Je ne pensais pas possible qu'un jour, Barnave me manquerait (et je ne parle ni des batailles d'eau, ni des agréables moments passés avec mes camarades et amis).
Je parle de manger.
Car ici, rien n'est prévu spécifiquement pour les étudiants.
Les services de cantines sont assurées par des entreprises sous contrat avec l'université.
Et TCD n'est pas qu'une université.
C'est également un monument historique/touristique.
Résultat : en sortant du arts building, on peut croiser une file de petits vieux. Ici, la moyenne d'âge, c'est 40 ans.
Oh, et ici le repas revient à 4€50. Oui, car les entreprises ne considèrent pas qu'elles nourissent des étudiants.
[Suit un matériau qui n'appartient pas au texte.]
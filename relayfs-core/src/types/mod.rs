// Module declarations
pub mod path;
pub mod handle;
pub mod metadata;
pub mod operations;
pub mod directory;
pub mod mount;
pub mod config;

// Re-export all types from submodules
pub use path::{MountContext, VirtualPath, DEFAULT_MAX_PATH};
pub use handle::{DirHandle, FileHandle, HandleTable, RawHandle};
pub use metadata::{FileAttributes, FileType, FsStats};
pub use operations::{
    ByteRangeLock, FlockOperation, LockCommand, LockKind, OpenFlags, SetTime, XattrFlags, XattrReply,
};
pub use directory::DirectoryEntry;
pub use mount::{MountOptions, MountOptionsBuilder};
pub use config::{Capabilities, LogLevel, RelayConfig};
fn fuse_kind(kind: FileType) -> fuser::FileType {
    match kind {
        FileType::Directory => fuser::FileType::Directory,
        FileType::Symlink => fuser::FileType::Symlink,
        FileType::BlockDevice => fuser::FileType::BlockDevice,
        FileType::CharDevice => fuser::FileType::CharDevice,
        FileType::Fifo => fuser::FileType::NamedPipe,
        FileType::Socket => fuser::FileType::Socket,
        FileType::File | FileType::Unknown => fuser::FileType::RegularFile,
    }
}

/// Protocol attributes for node `ino`.
pub(crate) fn file_attr(ino: u64, attrs: &FileAttributes) -> FileAttr {
    FileAttr {
        ino,
        size: attrs.size,
        blocks: attrs.blocks,
        atime: attrs.atime,
        mtime: attrs.mtime,
        ctime: attrs.ctime,
        crtime: UNIX_EPOCH,
        kind: fuse_kind(attrs.kind),
        perm: attrs.permissions() as u16,
        nlink: attrs.nlink as u32,
        uid: attrs.uid,
        gid: attrs.gid,
        rdev: attrs.rdev as u32,
        blksize: attrs.blksize as u32,
        flags: 0,
    }
}

/// Runs a blocking lock request for `owner` on its own thread and hands the
/// outcome to `done`.
///
/// The session thread serves requests one at a time, and the unlock that
/// grants a contended lock arrives through it, so the wait must not run there.
pub(crate) fn wait_for_lock<F>(
    relay: Arc<RelayFs>,
    fh: FileHandle,
    owner: u64,
    mut lock: ByteRangeLock,
    done: F,
) -> io::Result<()>
where
    F: FnOnce(Result<(), RelayError>) + Send + 'static,
{
    thread::Builder::new()
        .name("relayfs-lock-wait".to_string())
        .spawn(move || {
            let result = relay.lock(fh, owner, LockCommand::SetWait, &mut lock);
            done(result);
        })
        .map(drop)
}

/// The FUSE session state: the relay plus the inode table.
pub struct RelayFuse {
    relay: Arc<RelayFs>,
    inodes: InodeTable,
}

impl RelayFuse {
    pub fn new(relay: RelayFs) -> Self {
        Self {
            relay: Arc::new(relay),
            inodes: InodeTable::new(),
        }
    }

    pub fn relay(&self) -> &RelayFs {
        &self.relay
    }

    fn path(&self, ino: u64) -> Result<VirtualPath, RelayError> {
        self.inodes.path(ino).cloned()
    }

    /// Stats a freshly created `path` and counts the lookup the reply implies.
    fn new_entry(&mut self, path: &VirtualPath) -> Result<FileAttr, RelayError> {
        let attrs = self.relay.getattr(path)?;
        let ino = self.inodes.lookup(path);
        Ok(file_attr(ino, &attrs))
    }
}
Elles considèrent qu'elles nourissent les membres du staff, et les touristes.
Enfin, repas... Je ne parle que du plat de résistance. Et il est pas bon en plus. En tout cas, leur mouton est à mettre sur le même plan que Diderot. En plus, il faut rajouter 1€ pour le dessert, aller demander un verre d'eau à la caissière (pas de fontaine, pour nous pousser à acheter une bouteille ou une cannette... En même temps, l'eau est tellement mauvaise... J'ai été élevée à Evian, tout de même ! Même pour ça -surtout pour ça- j'ai été habituée à un certain standing !), et ainsi de suite. Bref, autant marcher 5 min, entrer dans un spar pour un sandwich.
Personnellement, je fais mon sandwich toute seule (comme une grande), et de temps en temps, un petit subway (quitte à manger un sandwich, autant qu'il soit bon !).
Oui, je sais. Culinairement parlant, c'est dur de survivre à l'Irlande.